Guggenheim reviewed selected Wall Street
equity research analyst stock price targets for the Company as published prior to June 28, 2017:
|
·
|
Guggenheim noted
that such Wall Street equity research analyst stock price targets for shares of our common
stock ranged from $11.00 to $12.00 per share. For comparison purposes, Guggenheim noted
that the Merger Consideration of $12.97 per share was above the foregoing equity research
price target range for the Company.
|
|
·
|
Guggenheim noted
that the public market trading price targets published by Wall Street equity research
analysts do not necessarily reflect current market trading prices for shares of our common
stock, and such estimates are subject to various uncertainties, including the Company’s
future financial performance and future capital markets conditions.
|
Other Considerations
Except as described in the summary above,
the Company did not provide specific instructions to, or place any limitations on, Guggenheim with respect to the procedures to
be followed or factors to be considered in performing its financial analyses or providing its opinion. The type and amount of
consideration payable in the Merger were determined through negotiations between the Company and Monomoy and were approved by
the Board. The decision to enter into the Merger Agreement was solely that of the Board. Guggenheim’s opinion was just one
of the many factors taken into consideration by the Board. Consequently, Guggenheim’s financial analyses should not be viewed
as determinative of the decision of the Board with respect to the fairness, from a financial point of view, of the Merger Consideration
to holders of shares of our common stock (excluding the Company or any of its wholly owned subsidiaries or Parent or any of its
wholly owned subsidiaries).
Pursuant to the terms of Guggenheim’s
engagement letter, the Company has agreed to pay Guggenheim a cash transaction fee (based on a percentage of the aggregate consideration
involved in the Merger) contingent upon consummation of the Merger, which cash transaction fee is estimated to be approximately
$5.9 million. In connection with Guggenheim engagement, a cash milestone fee of $1.0 million became payable upon delivery of Guggenheim’s
opinion, which will be credited against the foregoing cash transaction fee. In addition, the Company has agreed to reimburse Guggenheim
for certain expenses and to indemnify Guggenheim against certain liabilities arising out of its engagement.
As previously disclosed to the Board,
aside from Guggenheim’s current engagement by the Company, Guggenheim has not been previously engaged during the past two
years by the Company, nor has Guggenheim been previously engaged during the past two years by Monomoy, to provide financial advisory
or investment banking services for which Guggenheim received fees. Guggenheim may seek to provide the Company, Monomoy, and their
respective affiliates with certain financial advisory and investment banking services unrelated to the Merger in the future, for
which services Guggenheim would expect to receive compensation.

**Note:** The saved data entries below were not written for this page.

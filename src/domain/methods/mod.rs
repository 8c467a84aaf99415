//! Decision methods built on the analysis engine.
//!
//! - `AhpSession` - Analytic Hierarchy Process over pairwise judgments
//! - `SawMethod` - Simple Additive Weighting
//! - `WeightedProduct` - Weighted Product (S and V scores)
//! - `MautMethod` - Multi-Attribute Utility Theory (S and V scores)
//!
//! SAW, WP and MAUT share a `PerformanceTable` of raw values.

mod ahp;
mod criterion;
mod maut;
mod saw;
mod wp;

pub use ahp::{AhpReport, AhpSession, CriterionPriorities};
pub use criterion::{Criterion, OrientedColumns, PerformanceTable};
pub use maut::{MautMethod, MautReport};
pub use saw::{SawMethod, SawReport};
pub use wp::{WeightedProduct, WeightedProductReport};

Guggenheim and its affiliates and related
entities engage in a wide range of financial services activities for its and their own accounts and the accounts of Guggenheim
and its customers, including: asset, investment and wealth management; insurance services; investment banking, corporate finance,
mergers and acquisitions and restructuring; merchant banking; fixed income and equity sales, trading and research; and derivatives,
foreign exchange and futures. In the ordinary course of these activities, Guggenheim or its affiliates and related entities may
(i) provide such financial services to the Company, Monomoy, other participants in the Merger or their respective affiliates,
subsidiaries, investment funds and portfolio companies, for which services Guggenheim or its affiliates and related entities has
received, and may receive, compensation and (ii) directly or indirectly, hold long or short positions, trade and otherwise conduct
such activities in or with respect to certain bank debt, debt or equity securities and derivative products of or relating to the
Company, Monomoy, other participants in the Merger or their respective affiliates, subsidiaries, investment funds and portfolio
companies. Furthermore, Guggenheim or its affiliates and related entities and Guggenheim’s or its affiliates’ respective
directors, officers, employees, consultants and agents may have investments in the Company, Monomoy, other participants in the
Merger or their respective affiliates, subsidiaries, investment funds and portfolio companies.

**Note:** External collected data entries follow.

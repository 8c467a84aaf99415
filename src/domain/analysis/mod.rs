//! Analysis Module - The priority-derivation and aggregation engine.
//!
//! Pure, stateless services that turn pairwise judgments into weights,
//! measure how contradictory those judgments are, and combine weights with
//! alternative scores into a ranking.
//!
//! # Components
//!
//! - `PairwiseMatrix` - Reciprocal comparison matrix with atomic paired writes
//! - `PriorityDeriver` - Eigenvector / power-iteration / column-average weights
//! - `ConsistencyChecker` - Consistency Index and Ratio against Saaty's RI table
//! - `NormalizationEngine` - Benefit/cost rescaling and log-domain transforms
//! - `RankAggregator` - Additive and multiplicative aggregation into `FinalRanking`
//! - `RankingComputed` - Event published with every ranking
//!
//! # Data Flow
//!
//! judgments → `PairwiseMatrix` → `PriorityDeriver` → `WeightVector`
//! → `ConsistencyChecker` → `RankAggregator` → `FinalRanking`

mod calculation_trace;
mod comparison_value;
mod consistency_checker;
mod decision_context;
mod events;
mod item_set;
mod normalization_engine;
mod pairwise_matrix;
mod priority_deriver;
mod rank_aggregator;

pub mod operations;

pub use calculation_trace::CalculationTrace;
pub use comparison_value::{parse_comparison, validate_comparison, ComparisonInput};
pub use consistency_checker::{
    random_index, ConsistencyChecker, ConsistencyResult, CONSISTENCY_THRESHOLD, RANDOM_INDEX,
    RANDOM_INDEX_FALLBACK,
};
pub use decision_context::{DecisionContext, InconsistencyPolicy};
pub use events::{MethodKind, RankingComputed};
pub use item_set::ItemSet;
pub use normalization_engine::{
    DegenerateColumnPolicy, NormalizationEngine, Orientation, ScoreMatrix, ValueMatrix,
    LOG_EPSILON,
};
pub use pairwise_matrix::PairwiseMatrix;
pub use priority_deriver::{
    Derivation, DerivationStrategy, PriorityDeriver, WeightVector, DEFAULT_POWER_MAX_ITERATIONS,
    DEFAULT_POWER_TOLERANCE,
};
pub use rank_aggregator::{
    renormalize, CriteriaBlock, FinalRanking, RankAggregator, RankedAlternative, TIE_RESOLUTION,
};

Consistent with applicable legal and
regulatory guidelines, Guggenheim has adopted certain policies and procedures to establish and maintain the independence of its
research departments and personnel. As a result, Guggenheim’s research analysts may hold views, make statements or investment
recommendations and publish research reports with respect to the Company, Monomoy, other participants in the Merger or their respective
affiliates, subsidiaries, investment funds and portfolio companies and the Merger that differ from the views of Guggenheim’s
investment banking personnel.
Forward-Looking Financial Information
Given the unpredictability of the underlying
assumptions and estimates inherent in preparing financial projections, the Company does not as a matter of general practice publicly
disclose detailed projections as to its anticipated financial position or results of operations, other than providing, from time
to time, estimated ranges for the then-current fiscal year of certain expected financial results in its regular earnings press
releases and other investor materials.
In connection with the Company’s
evaluation of a possible transaction and other strategic alternatives, the Company’s management prepared certain forward-looking
financial information with respect to fiscal years 2017 through 2021 (the “financial projections”), which is summarized
below, and provided such information to the Board, the Strategic Committee and Guggenheim. The financial projections were made
available in the virtual data room to Monomoy and other potential buyers in connection with their due diligence investigation
and evaluation of a possible transaction.

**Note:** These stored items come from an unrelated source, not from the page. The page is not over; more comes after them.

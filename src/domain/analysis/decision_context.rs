//! Decision Context - Explicit per-session settings passed to every evaluation.
//!
//! The engine keeps no process-wide state. Each caller builds a context
//! (usually from `EngineConfig`) and passes it into the methods it runs.

use serde::{Deserialize, Serialize};

use super::{DegenerateColumnPolicy, DerivationStrategy, NormalizationEngine, PriorityDeriver};

/// What to do with a criterion whose judgments fail the consistency check.
#[derive(Debug, Clone, Copy, Default, PartialEq, Eq, Serialize, Deserialize)]
#[serde(rename_all = "snake_case")]
pub enum InconsistencyPolicy {
    /// Drop the criterion and renormalize the remaining weights.
    Exclude,
    /// Keep the criterion and attach a warning to the result.
    #[default]
    IncludeWithWarning,
    /// Fail the evaluation with `Inconsistent`.
    Reject,
}

/// Algorithms and policies in effect for one decision session.
#[derive(Debug, Clone, Copy, Default, PartialEq)]
pub struct DecisionContext {
    pub deriver: PriorityDeriver,
    pub normalizer: NormalizationEngine,
    pub inconsistency_policy: InconsistencyPolicy,
}

impl DecisionContext {
    /// Creates a context from its parts.
    pub fn new(
        strategy: DerivationStrategy,
        degenerate_column_policy: DegenerateColumnPolicy,
        inconsistency_policy: InconsistencyPolicy,
    ) -> Self {
        Self {
            deriver: PriorityDeriver::new(strategy),
            normalizer: NormalizationEngine::new(degenerate_column_policy),
            inconsistency_policy,
        }
    }

    /// Returns a copy with a different inconsistency policy.
    pub fn with_inconsistency_policy(mut self, policy: InconsistencyPolicy) -> Self {
        self.inconsistency_policy = policy;
        self
    }

    /// Returns a copy with a different derivation strategy.
    pub fn with_strategy(mut self, strategy: DerivationStrategy) -> Self {
        self.deriver = PriorityDeriver::new(strategy);
        self
    }

    /// Returns a copy with a different degenerate-column policy.
    pub fn with_degenerate_column_policy(mut self, policy: DegenerateColumnPolicy) -> Self {
        self.normalizer = NormalizationEngine::new(policy);
        self
    }
}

The financial projections were prepared
assuming the Company’s continued operation on a standalone basis without any sale of or partnership with respect to the
financial services business.
None of the
financial projections were intended for public disclosure. A summary of the financial projections is included in this proxy statement
only because the financial projections or certain portions thereof were made available to the Board, the Strategic Committee,
Guggenheim, Monomoy and other potential buyers, as applicable. The inclusion of the financial projections in this proxy statement
does not constitute an admission or representation by the Company that the financial projections or the information contained
therein is material.
The financial
projections are unaudited and were not prepared with a view toward public disclosure or compliance with the guidelines established
by the American Institute of Certified Public Accountants for preparation and presentation of prospective financial information
or generally accepted accounting principles as applied in the U.S. (“GAAP”) or the published guidelines of the SEC
regarding projections and the use of non-GAAP financial measures. Neither the Company’s independent registered public accounting
firm nor any other independent accountant has compiled, examined or performed any procedures with respect to the financial projections
or expressed any opinion or any other form of assurance on the financial projections or their achievability. The Company’s
independent registered public accounting firm assumes no responsibility for, and disclaims any association with, the financial
projections.
In the view of the Company’s management,
the financial projections were prepared on a reasonable basis reflecting management’s best available estimates and judgments
regarding the Company’s future financial performance at the time of their preparation. The financial projections are not
facts and should not be relied upon as necessarily predictive of actual future results. You are cautioned not to place undue reliance
upon the financial projections. Some or all of the assumptions that have been made in connection with the preparation of the financial
projections may have changed since the date the financial projections were prepared. None of the Company, Monomoy or any of their
respective affiliates, advisors or other representatives assumes any responsibility for the validity, reasonableness, accuracy
or completeness of the financial projections or the ultimate performance of the Company relative to the financial projections.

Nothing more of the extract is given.